(The input Opens)

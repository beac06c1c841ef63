//! Node handles and the node tagged union
//!
//! Every expression lives in a [`NodeGraph`](crate::graph::NodeGraph) arena and is
//! referenced through a cheap, copyable handle. Formulas accept [`Adaptable`]
//! operands so the same builder works for literals and for nodes.

use slotmap::new_key_type;
use smallvec::SmallVec;

use crate::easing::Easing;
use crate::spring::{SpringConfig, SpringState};
use crate::timing::TimingState;

new_key_type! {
    /// Unique identifier for an expression node
    pub struct NodeId;
    /// Unique identifier for a clock
    pub struct ClockId;
}

/// Handle to a mutable value slot
///
/// Value nodes are the only nodes whose result changes without the graph being
/// rebuilt: `set` nodes and [`NodeGraph::set_value`](crate::graph::NodeGraph::set_value)
/// write into them.
#[derive(Clone, Copy, Debug, PartialEq, Eq, Hash)]
pub struct ValueNode(pub(crate) NodeId);

impl ValueNode {
    /// The node id of this value slot
    pub fn id(&self) -> NodeId {
        self.0
    }
}

/// Handle to a frame-driven clock
///
/// A clock evaluates to the current frame timestamp in milliseconds.
#[derive(Clone, Copy, Debug, PartialEq, Eq, Hash)]
pub struct Clock(pub(crate) ClockId);

impl Clock {
    pub fn id(&self) -> ClockId {
        self.0
    }
}

/// Either a literal number or a node producing one
///
/// Clocks live in their own arena rather than among the nodes, so a clock
/// operand gets its own variant instead of a wrapper node per use.
#[derive(Clone, Copy, Debug, PartialEq)]
pub enum Adaptable {
    /// Literal value
    Const(f64),
    /// Lazily evaluated node
    Node(NodeId),
    /// Current frame time of a clock
    Clock(Clock),
}

impl Adaptable {
    /// Returns the literal if this operand is a constant
    pub fn as_const(&self) -> Option<f64> {
        match self {
            Adaptable::Const(v) => Some(*v),
            _ => None,
        }
    }

    /// Check if this operand is a literal
    pub fn is_const(&self) -> bool {
        matches!(self, Adaptable::Const(_))
    }
}

impl From<f64> for Adaptable {
    fn from(value: f64) -> Self {
        Adaptable::Const(value)
    }
}

impl From<f32> for Adaptable {
    fn from(value: f32) -> Self {
        Adaptable::Const(value as f64)
    }
}

impl From<i32> for Adaptable {
    fn from(value: i32) -> Self {
        Adaptable::Const(value as f64)
    }
}

impl From<bool> for Adaptable {
    fn from(value: bool) -> Self {
        Adaptable::Const(if value { 1.0 } else { 0.0 })
    }
}

impl From<NodeId> for Adaptable {
    fn from(id: NodeId) -> Self {
        Adaptable::Node(id)
    }
}

impl From<ValueNode> for Adaptable {
    fn from(value: ValueNode) -> Self {
        Adaptable::Node(value.0)
    }
}

impl From<Clock> for Adaptable {
    fn from(clock: Clock) -> Self {
        Adaptable::Clock(clock)
    }
}

impl From<&Adaptable> for Adaptable {
    fn from(value: &Adaptable) -> Self {
        *value
    }
}

/// Single-operand operators
#[derive(Clone, Copy, Debug, PartialEq, Eq)]
pub enum UnaryOp {
    Abs,
    Round,
    Floor,
    Ceil,
    Sqrt,
    Exp,
    Not,
}

impl UnaryOp {
    pub fn apply(self, x: f64) -> f64 {
        match self {
            UnaryOp::Abs => x.abs(),
            // Half-up rounding, matching JavaScript's Math.round
            UnaryOp::Round => (x + 0.5).floor(),
            UnaryOp::Floor => x.floor(),
            UnaryOp::Ceil => x.ceil(),
            UnaryOp::Sqrt => x.sqrt(),
            UnaryOp::Exp => x.exp(),
            UnaryOp::Not => bool_to_num(!truthy(x)),
        }
    }
}

/// Two-operand operators
#[derive(Clone, Copy, Debug, PartialEq, Eq)]
pub enum BinaryOp {
    Add,
    Sub,
    Multiply,
    Divide,
    Pow,
    Modulo,
    Min,
    Max,
    Eq,
    Neq,
    LessThan,
    LessOrEq,
    GreaterThan,
    GreaterOrEq,
    And,
    Or,
}

impl BinaryOp {
    pub fn apply(self, a: f64, b: f64) -> f64 {
        match self {
            BinaryOp::Add => a + b,
            BinaryOp::Sub => a - b,
            BinaryOp::Multiply => a * b,
            BinaryOp::Divide => a / b,
            BinaryOp::Pow => a.powf(b),
            // Always takes the sign of the divisor
            BinaryOp::Modulo => ((a % b) + b) % b,
            BinaryOp::Min => a.min(b),
            BinaryOp::Max => a.max(b),
            BinaryOp::Eq => bool_to_num(a == b),
            BinaryOp::Neq => bool_to_num(a != b),
            BinaryOp::LessThan => bool_to_num(a < b),
            BinaryOp::LessOrEq => bool_to_num(a <= b),
            BinaryOp::GreaterThan => bool_to_num(a > b),
            BinaryOp::GreaterOrEq => bool_to_num(a >= b),
            BinaryOp::And => bool_to_num(truthy(a) && truthy(b)),
            BinaryOp::Or => bool_to_num(truthy(a) || truthy(b)),
        }
    }
}

/// Behavior of an interpolation outside its input range
#[derive(Clone, Copy, Debug, Default, PartialEq, Eq, serde::Serialize, serde::Deserialize)]
#[serde(rename_all = "snake_case")]
pub enum Extrapolate {
    /// Continue the slope of the outermost segment
    #[default]
    Extend,
    /// Hold the outermost output value
    Clamp,
    /// Return the input unchanged
    Identity,
}

/// Clock operations
#[derive(Clone, Copy, Debug, PartialEq, Eq)]
pub enum ClockOp {
    Running,
    Start,
    Stop,
}

/// Internal node storage
///
/// Nodes never change after construction except `Value`, whose slot is
/// written during evaluation.
#[derive(Clone, Debug)]
pub(crate) enum NodeKind {
    Constant(f64),
    Value(f64),
    Unary {
        op: UnaryOp,
        input: Adaptable,
    },
    Binary {
        op: BinaryOp,
        lhs: Adaptable,
        rhs: Adaptable,
    },
    Cond {
        test: Adaptable,
        then: Adaptable,
        otherwise: Option<Adaptable>,
    },
    Block(SmallVec<[Adaptable; 4]>),
    Set {
        target: ValueNode,
        source: Adaptable,
    },
    Clock {
        op: ClockOp,
        clock: Clock,
    },
    Debug {
        label: String,
        input: Adaptable,
    },
    Interpolate {
        input: Adaptable,
        input_range: Vec<f64>,
        output_range: Vec<f64>,
        extrapolate_left: Extrapolate,
        extrapolate_right: Extrapolate,
    },
    Color {
        r: Adaptable,
        g: Adaptable,
        b: Adaptable,
        a: Adaptable,
    },
    Spring(Box<SpringProc>),
    Timing(Box<TimingProc>),
}

/// Spring integrator node payload
#[derive(Clone, Copy, Debug)]
pub(crate) struct SpringProc {
    pub clock: Clock,
    pub state: SpringState,
    pub to_value: Adaptable,
    pub config: SpringConfig,
}

/// Timing integrator node payload
#[derive(Clone, Copy, Debug)]
pub(crate) struct TimingProc {
    pub clock: Clock,
    pub state: TimingState,
    pub to_value: Adaptable,
    pub duration: Adaptable,
    pub easing: Easing,
}

/// Truthiness of a number: anything but 0 and NaN
#[inline]
pub fn truthy(x: f64) -> bool {
    x != 0.0 && !x.is_nan()
}

#[inline]
pub(crate) fn bool_to_num(b: bool) -> f64 {
    if b {
        1.0
    } else {
        0.0
    }
}

#[cfg(test)]
mod tests {
    use super::*;

    #[test]
    fn test_modulo_follows_divisor_sign() {
        assert_eq!(BinaryOp::Modulo.apply(5.0, 2.0), 1.0);
        assert_eq!(BinaryOp::Modulo.apply(-1.0, 2.0), 1.0);
        assert_eq!(BinaryOp::Modulo.apply(4.5, 2.0), 0.5);
    }

    #[test]
    fn test_round_half_up() {
        assert_eq!(UnaryOp::Round.apply(127.5), 128.0);
        assert_eq!(UnaryOp::Round.apply(-0.5), 0.0);
        assert_eq!(UnaryOp::Round.apply(2.4), 2.0);
    }

    #[test]
    fn test_truthiness() {
        assert!(truthy(1.0));
        assert!(truthy(-0.001));
        assert!(!truthy(0.0));
        assert!(!truthy(f64::NAN));
        assert_eq!(UnaryOp::Not.apply(f64::NAN), 1.0);
    }

    #[test]
    fn test_adaptable_conversions() {
        assert_eq!(Adaptable::from(2), Adaptable::Const(2.0));
        assert_eq!(Adaptable::from(true), Adaptable::Const(1.0));
        assert_eq!(Adaptable::from(0.5f32).as_const(), Some(0.5));
    }
}
//! Raw input events and the key-event decode

use super::keymap;
use std::fmt;
use std::time::SystemTime;
use thiserror::Error;

/// Event type numbers from `linux/input-event-codes.h`
pub const EV_SYN: u16 = 0x00;
pub const EV_KEY: u16 = 0x01;
pub const EV_REL: u16 = 0x02;
pub const EV_ABS: u16 = 0x03;
pub const EV_MSC: u16 = 0x04;

/// Human-readable name of an event type number.
pub fn event_type_name(event_type: u16) -> &'static str {
    match event_type {
        EV_SYN => "EV_SYN",
        EV_KEY => "EV_KEY",
        EV_REL => "EV_REL",
        EV_ABS => "EV_ABS",
        EV_MSC => "EV_MSC",
        0x05 => "EV_SW",
        0x11 => "EV_LED",
        0x12 => "EV_SND",
        0x14 => "EV_REP",
        0x15 => "EV_FF",
        0x16 => "EV_PWR",
        0x17 => "EV_FF_STATUS",
        _ => "EV_UNKNOWN",
    }
}

/// A timestamped type/code/value event as delivered by the kernel
#[derive(Debug, Clone, Copy, PartialEq, Eq)]
pub struct RawEvent {
    pub event_type: u16,
    pub code: u16,
    pub value: i32,
    pub timestamp: SystemTime,
}

impl RawEvent {
    pub fn new(event_type: u16, code: u16, value: i32) -> Self {
        Self {
            event_type,
            code,
            value,
            timestamp: SystemTime::now(),
        }
    }

    pub fn is_key(&self) -> bool {
        self.event_type == EV_KEY
    }
}

#[cfg(target_os = "linux")]
impl From<evdev::InputEvent> for RawEvent {
    fn from(ev: evdev::InputEvent) -> Self {
        Self {
            event_type: ev.event_type().0,
            code: ev.code(),
            value: ev.value(),
            timestamp: ev.timestamp(),
        }
    }
}

/// State carried by an `EV_KEY` event value
#[derive(Debug, Clone, Copy, PartialEq, Eq, Hash)]
pub enum KeyState {
    /// Key released (value 0)
    Up,
    /// Key pressed (value 1)
    Down,
    /// Auto-repeat while held (value 2)
    Hold,
}

impl KeyState {
    pub fn from_value(value: i32) -> Option<Self> {
        match value {
            0 => Some(KeyState::Up),
            1 => Some(KeyState::Down),
            2 => Some(KeyState::Hold),
            _ => None,
        }
    }

    pub fn as_str(&self) -> &'static str {
        match self {
            KeyState::Up => "up",
            KeyState::Down => "down",
            KeyState::Hold => "hold",
        }
    }
}

impl fmt::Display for KeyState {
    fn fmt(&self, f: &mut fmt::Formatter<'_>) -> fmt::Result {
        f.write_str(self.as_str())
    }
}

/// A decoded key transition
#[derive(Debug, Clone, PartialEq, Eq)]
pub struct KeyEvent {
    pub key_name: &'static str,
    pub key_state: KeyState,
}

impl KeyEvent {
    pub fn new(key_name: &'static str, key_state: KeyState) -> Self {
        Self {
            key_name,
            key_state,
        }
    }
}

/// A key-type event that could not be decoded
#[derive(Debug, Clone, PartialEq, Eq, Error)]
pub enum DecodeError {
    #[error("unknown key code {0}")]
    UnknownKeyCode(u16),
    #[error("invalid value {value} for key code {code}")]
    InvalidKeyValue { code: u16, value: i32 },
}

/// Decode a raw event into a key transition.
///
/// Returns `Ok(None)` for events that are not key-type events; those are
/// skipped by the read loop without any diagnostic. When a code has several
/// aliases the canonical (first) one is used.
pub fn decode_event(raw: &RawEvent) -> Result<Option<KeyEvent>, DecodeError> {
    if !raw.is_key() {
        return Ok(None);
    }

    let key_name = keymap::key_name(raw.code).ok_or(DecodeError::UnknownKeyCode(raw.code))?;
    let key_state = KeyState::from_value(raw.value).ok_or(DecodeError::InvalidKeyValue {
        code: raw.code,
        value: raw.value,
    })?;

    Ok(Some(KeyEvent::new(key_name, key_state)))
}
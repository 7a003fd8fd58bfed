//! Key code to key name table
//!
//! Names come from `evdev::Key`, which follows `linux/input-event-codes.h`.
//! Some codes carry more than one name; each alias list is sorted and the
//! first entry is the canonical name reported by the decoder.

use std::collections::HashMap;
use std::sync::LazyLock;

/// Highest key code the kernel defines (`KEY_MAX`)
pub const KEY_MAX: u16 = 0x2ff;

/// Codes known under several names in `input-event-codes.h`
static MULTI_NAMES: &[(u16, &[&str])] = &[
    (113, &["KEY_MIN_INTERESTING", "KEY_MUTE"]),
    (122, &["KEY_HANGEUL", "KEY_HANGUEL"]),
    (152, &["KEY_COFFEE", "KEY_SCREENLOCK"]),
    (153, &["KEY_DIRECTION", "KEY_ROTATE_DISPLAY"]),
    (204, &["KEY_ALL_APPLICATIONS", "KEY_DASHBOARD"]),
    (244, &["KEY_BRIGHTNESS_AUTO", "KEY_BRIGHTNESS_ZERO"]),
    (246, &["KEY_WIMAX", "KEY_WWAN"]),
    (0x100, &["BTN_0", "BTN_MISC"]),
    (0x110, &["BTN_LEFT", "BTN_MOUSE"]),
    (0x120, &["BTN_JOYSTICK", "BTN_TRIGGER"]),
    (0x130, &["BTN_A", "BTN_GAMEPAD", "BTN_SOUTH"]),
    (0x131, &["BTN_B", "BTN_EAST"]),
    (0x133, &["BTN_NORTH", "BTN_X"]),
    (0x134, &["BTN_WEST", "BTN_Y"]),
    (0x140, &["BTN_DIGI", "BTN_TOOL_PEN"]),
    (0x150, &["BTN_GEAR_DOWN", "BTN_WHEEL"]),
    (0x1af, &["KEY_BRIGHTNESS_TOGGLE", "KEY_DISPLAYTOGGLE"]),
    (0x2c0, &["BTN_TRIGGER_HAPPY", "BTN_TRIGGER_HAPPY1"]),
];

/// Name evdev knows a code by, if any
#[cfg(target_os = "linux")]
fn evdev_name(code: u16) -> Option<String> {
    // Unnamed codes render as "unknown key: N"
    let name = format!("{:?}", evdev::Key::new(code));
    (name.starts_with("KEY_") || name.starts_with("BTN_")).then_some(name)
}

#[cfg(not(target_os = "linux"))]
fn evdev_name(_code: u16) -> Option<String> {
    None
}

/// Static lookup from key code to its sorted aliases
pub static KEYMAP: LazyLock<HashMap<u16, Vec<String>>> = LazyLock::new(|| {
    let mut map: HashMap<u16, Vec<String>> = HashMap::new();
    for code in 0..=KEY_MAX {
        if let Some(name) = evdev_name(code) {
            map.entry(code).or_default().push(name);
        }
    }
    for (code, names) in MULTI_NAMES {
        map.entry(*code)
            .or_default()
            .extend(names.iter().map(|n| n.to_string()));
    }
    for names in map.values_mut() {
        names.sort();
        names.dedup();
    }
    map
});

/// Reverse lookup from any alias to its key code
static CODES_BY_NAME: LazyLock<HashMap<&'static str, u16>> = LazyLock::new(|| {
    let mut map = HashMap::new();
    for (code, names) in KEYMAP.iter() {
        for name in names {
            map.insert(name.as_str(), *code);
        }
    }
    map
});

/// All names registered for a key code.
pub fn aliases(code: u16) -> Option<&'static [String]> {
    KEYMAP.get(&code).map(Vec::as_slice)
}

/// Canonical name for a key code.
pub fn key_name(code: u16) -> Option<&'static str> {
    aliases(code).and_then(|names| names.first()).map(String::as_str)
}

/// Key code for a name, accepting any alias.
pub fn code_for_name(name: &str) -> Option<u16> {
    CODES_BY_NAME.get(name).copied()
}

/// Canonical spelling of a key name, so that configured names compare equal
/// to what the decoder emits.
pub fn canonical_name(name: &str) -> Option<&'static str> {
    code_for_name(name).and_then(key_name)
}
//! Keystate Tracker - follow the keys held on a Linux input device
//!
//! Finds key-capable input devices by name, runs a blocking read loop against
//! one of them and reports every change of the held-key set to a callback.

pub mod config;
pub mod keyboard;
pub mod monitor;
pub mod testing;

pub use config::Config;
pub use keyboard::{
    ActiveKeys, DeviceCatalog, KeyState, KeyStateEngine, LoopExit, SearchCriteria,
};
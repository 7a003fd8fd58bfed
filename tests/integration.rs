//! Integration tests for Keystate Tracker
//!
//! These tests exercise the public pipeline: catalog search, single-device
//! selection, the read loop and the printing monitor, all against scripted
//! devices.

use keystate_tracker::config::{Config, MonitorConfig};
use keystate_tracker::keyboard::event::EV_REL;
use keystate_tracker::keyboard::{
    ActiveKeys, DeviceCatalog, DeviceInfo, InputDeviceSource, KeyState, KeyStateEngine, LoopExit,
    SearchCriteria,
};
use keystate_tracker::monitor::{select_single_device, KeyMonitor, SelectError};
use keystate_tracker::testing::{
    key_down, key_hold, key_up, raw, syn_report, tap, ScriptedDevice, ScriptedEnumerator,
};

// ---------------------------------------------------------------------------
// Helpers
// ---------------------------------------------------------------------------

fn catalog_with(device: ScriptedDevice) -> DeviceCatalog<ScriptedEnumerator> {
    DeviceCatalog::new(
        ScriptedEnumerator::new()
            .with_device(ScriptedDevice::mouse("/dev/input/event2", "Logitech Mouse"))
            .with_unopenable("/dev/input/event3")
            .with_device(device)
            .with_device(ScriptedDevice::keyboard("/dev/input/event0", "Power Button")),
    )
}

type Seen = Vec<(String, KeyState, ActiveKeys)>;

fn run_recording(device: &mut ScriptedDevice) -> (LoopExit, Seen) {
    let mut seen = Seen::new();
    let exit = KeyStateEngine::new()
        .run_read_loop(
            device,
            Some(|name: &str, state: KeyState, keys: &ActiveKeys| {
                seen.push((name.to_string(), state, keys.clone()));
                Ok(true)
            }),
        )
        .expect("read loop failed");
    (exit, seen)
}

// ---------------------------------------------------------------------------
// Device selection
// ---------------------------------------------------------------------------

#[test]
fn search_then_select_single_keyboard() {
    let catalog = catalog_with(ScriptedDevice::keyboard("/dev/input/event5", "Foo Bar Keyboard"));
    let criteria = SearchCriteria::new(["Bar", "Foo"]);

    let devices = catalog.search_devices(&criteria).unwrap();
    let device = select_single_device(devices, &criteria).unwrap();

    assert_eq!(device.name(), "Foo Bar Keyboard");
    assert_eq!(
        DeviceInfo::from_source(&device).to_string(),
        "device /dev/input/event5, name \"Foo Bar Keyboard\", phys \"\""
    );
}

#[test]
fn empty_search_is_ambiguous_when_several_keyboards_exist() {
    let catalog = catalog_with(ScriptedDevice::keyboard("/dev/input/event5", "Foo Keyboard"));
    let criteria = SearchCriteria::any();

    let devices = catalog.search_devices(&criteria).unwrap();
    assert_eq!(devices.len(), 2);

    let err = select_single_device(devices, &criteria).unwrap_err();
    assert_eq!(
        err,
        SelectError::Ambiguous(vec!["Foo Keyboard".into(), "Power Button".into()])
    );
}

#[test]
fn mouse_is_never_selected_by_name() {
    let catalog = catalog_with(ScriptedDevice::keyboard("/dev/input/event5", "Foo Keyboard"));
    let criteria = SearchCriteria::new(["Logitech"]);

    let devices = catalog.search_devices(&criteria).unwrap();
    let err = select_single_device(devices, &criteria).unwrap_err();
    assert_eq!(err.to_string(), "no such device: [\"Logitech\"]");
}

// ---------------------------------------------------------------------------
// Read loop
// ---------------------------------------------------------------------------

#[test]
fn hold_scenario_reports_counter_before_release() {
    let mut device = ScriptedDevice::keyboard("/dev/input/event5", "kbd").with_events([
        key_down(30),
        syn_report(),
        key_hold(30),
        syn_report(),
        key_hold(30),
        syn_report(),
        key_up(30),
        syn_report(),
    ]);

    let (exit, seen) = run_recording(&mut device);

    assert_eq!(exit, LoopExit::EndOfStream);
    let states: Vec<KeyState> = seen.iter().map(|(_, s, _)| *s).collect();
    assert_eq!(
        states,
        vec![KeyState::Down, KeyState::Hold, KeyState::Hold, KeyState::Up]
    );
    assert_eq!(seen[2].2.get("KEY_A"), Some(&3));
    assert!(seen[3].2.is_empty());
}

#[test]
fn pointer_motion_between_keys_is_invisible() {
    let mut device = ScriptedDevice::keyboard("/dev/input/event5", "kbd").with_events([
        key_down(44),
        raw(EV_REL, 0, -3),
        raw(EV_REL, 1, 7),
        key_up(44),
    ]);

    let (_, seen) = run_recording(&mut device);

    let names: Vec<&str> = seen.iter().map(|(n, _, _)| n.as_str()).collect();
    assert_eq!(names, vec!["KEY_Z", "KEY_Z"]);
}

#[test]
fn disjoint_presses_leave_unreleased_keys_active() {
    let mut events = Vec::new();
    events.extend(tap(16));
    events.push(key_down(17));
    events.push(key_down(18));
    events.extend(tap(19));
    events.push(key_up(17));
    let mut device = ScriptedDevice::keyboard("/dev/input/event5", "kbd").with_events(events);

    let mut engine = KeyStateEngine::new();
    engine
        .run_read_loop(
            &mut device,
            Some(|_: &str, _: KeyState, _: &ActiveKeys| Ok(true)),
        )
        .unwrap();

    let held: Vec<&str> = engine.active_keys().keys().map(String::as_str).collect();
    assert_eq!(held, vec!["KEY_E"]);
}

#[test]
fn stop_on_second_callback_leaves_rest_unread() {
    let mut device = ScriptedDevice::keyboard("/dev/input/event5", "kbd").with_events([
        key_down(30),
        key_down(31),
        key_up(31),
        key_up(30),
    ]);
    let mut calls = 0;

    let exit = KeyStateEngine::new()
        .run_read_loop(
            &mut device,
            Some(|_: &str, _: KeyState, _: &ActiveKeys| {
                calls += 1;
                Ok(calls != 2)
            }),
        )
        .unwrap();

    assert_eq!(exit, LoopExit::Stopped);
    assert_eq!(calls, 2);
    // Still owned here; dropping it is the caller's job
    assert_eq!(device.remaining(), 2);
}

// ---------------------------------------------------------------------------
// Monitor on top of the loop
// ---------------------------------------------------------------------------

#[test]
fn monitor_prints_and_exits_on_long_press() {
    let mut events = vec![key_down(30), key_up(30), key_down(31)];
    events.extend(std::iter::repeat(key_hold(31)).take(12));
    events.push(key_down(32));
    let mut device = ScriptedDevice::keyboard("/dev/input/event5", "kbd").with_events(events);

    let mut monitor = KeyMonitor::new(Vec::new(), &MonitorConfig::default());
    let exit = KeyStateEngine::new()
        .run_read_loop(
            &mut device,
            Some(|name: &str, state: KeyState, keys: &ActiveKeys| {
                monitor.on_key_event(name, state, keys)
            }),
        )
        .unwrap();

    assert_eq!(exit, LoopExit::Stopped);
    // KEY_S reaches 11 on its tenth repeat; two repeats and KEY_D stay unread
    assert_eq!(device.remaining(), 3);

    let out = String::from_utf8(monitor.into_inner()).unwrap();
    let lines: Vec<&str> = out.lines().collect();
    assert_eq!(
        lines,
        vec![
            "KEY_A:down  {KEY_A: 1}",
            "KEY_A:up  {}",
            "KEY_S:down  {KEY_S: 1}",
            "Bye !",
        ]
    );
}

#[test]
fn monitor_with_repeat_prints_holds() {
    let mut device = ScriptedDevice::keyboard("/dev/input/event5", "kbd")
        .with_events([key_down(30), key_hold(30), key_up(30)]);

    let config = Config::default();
    let mut monitor = KeyMonitor::new(Vec::new(), &config.monitor).with_repeat(true);
    KeyStateEngine::new()
        .run_read_loop(
            &mut device,
            Some(|name: &str, state: KeyState, keys: &ActiveKeys| {
                monitor.on_key_event(name, state, keys)
            }),
        )
        .unwrap();

    let out = String::from_utf8(monitor.into_inner()).unwrap();
    assert_eq!(
        out,
        "KEY_A:down  {KEY_A: 1}\nKEY_A:hold  {KEY_A: 2}\nKEY_A:up  {}\n"
    );
}
//! Interactive key monitor built on the read loop
//!
//! Picks exactly one device for a search and prints key transitions until the
//! configured exit key is held long enough.

use crate::config::MonitorConfig;
use crate::keyboard::{
    format_active_keys, keymap, ActiveKeys, CallbackResult, InputDeviceSource, KeyState,
    SearchCriteria,
};
use log::debug;
use std::io::Write;
use thiserror::Error;

const LOG_TARGET: &str = "keystate::monitor";

/// Outcome of resolving a search to a single device
#[derive(Debug, Clone, PartialEq, Eq, Error)]
pub enum SelectError {
    #[error("no such device: {0}")]
    NoMatch(SearchCriteria),
    #[error("ambiguous: {0:?}")]
    Ambiguous(Vec<String>),
}

/// Take the only device of a search result.
///
/// Zero or several matches are reported to the user rather than guessed at.
pub fn select_single_device<D: InputDeviceSource>(
    mut devices: Vec<D>,
    criteria: &SearchCriteria,
) -> Result<D, SelectError> {
    match devices.len() {
        0 => Err(SelectError::NoMatch(criteria.clone())),
        1 => Ok(devices.remove(0)),
        _ => Err(SelectError::Ambiguous(
            devices.iter().map(|d| d.name().to_string()).collect(),
        )),
    }
}

/// Read-loop callback that prints changes of the held-key set
pub struct KeyMonitor<W> {
    out: W,
    show_repeat: bool,
    exit_key: String,
    exit_hold_count: u32,
    prev: ActiveKeys,
}

impl<W: Write> KeyMonitor<W> {
    pub fn new(out: W, config: &MonitorConfig) -> Self {
        let exit_key = keymap::canonical_name(&config.exit_key)
            .map(str::to_string)
            .unwrap_or_else(|| config.exit_key.clone());
        Self {
            out,
            show_repeat: config.show_repeat,
            exit_key,
            exit_hold_count: config.exit_hold_count,
            prev: ActiveKeys::new(),
        }
    }

    pub fn with_repeat(mut self, show_repeat: bool) -> Self {
        self.show_repeat = show_repeat;
        self
    }

    pub fn exit_key(&self) -> &str {
        &self.exit_key
    }

    /// Hint printed before the loop starts
    pub fn exit_hint(&self) -> String {
        let label = self.exit_key.strip_prefix("KEY_").unwrap_or(&self.exit_key);
        format!("* long press '{label}' to exit.")
    }

    /// Handle one transition; `Ok(false)` ends the read loop.
    ///
    /// A snapshot equal to the previous one is swallowed. Repeats are printed
    /// only when enabled, but still count toward the exit key.
    pub fn on_key_event(
        &mut self,
        key_name: &str,
        key_state: KeyState,
        active: &ActiveKeys,
    ) -> CallbackResult {
        if *active == self.prev {
            return Ok(true);
        }
        debug!(
            target: LOG_TARGET,
            "{} -> {}",
            format_active_keys(&self.prev),
            format_active_keys(active)
        );
        self.prev = active.clone();

        if active
            .get(&self.exit_key)
            .is_some_and(|count| *count > self.exit_hold_count)
        {
            writeln!(self.out, "Bye !")?;
            return Ok(false);
        }

        if key_state == KeyState::Hold && !self.show_repeat {
            return Ok(true);
        }

        writeln!(self.out, "{}:{}  {}", key_name, key_state, format_active_keys(active))?;
        Ok(true)
    }

    pub fn into_inner(self) -> W {
        self.out
    }
}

(The input Closes)

▶ **Your goal**
Check each line of the records for the string "Extrapolate" and copy those that have it.

▶ **Exercise output**
pub enum Extrapolate {
        extrapolate_left: Extrapolate,
        extrapolate_right: Extrapolate,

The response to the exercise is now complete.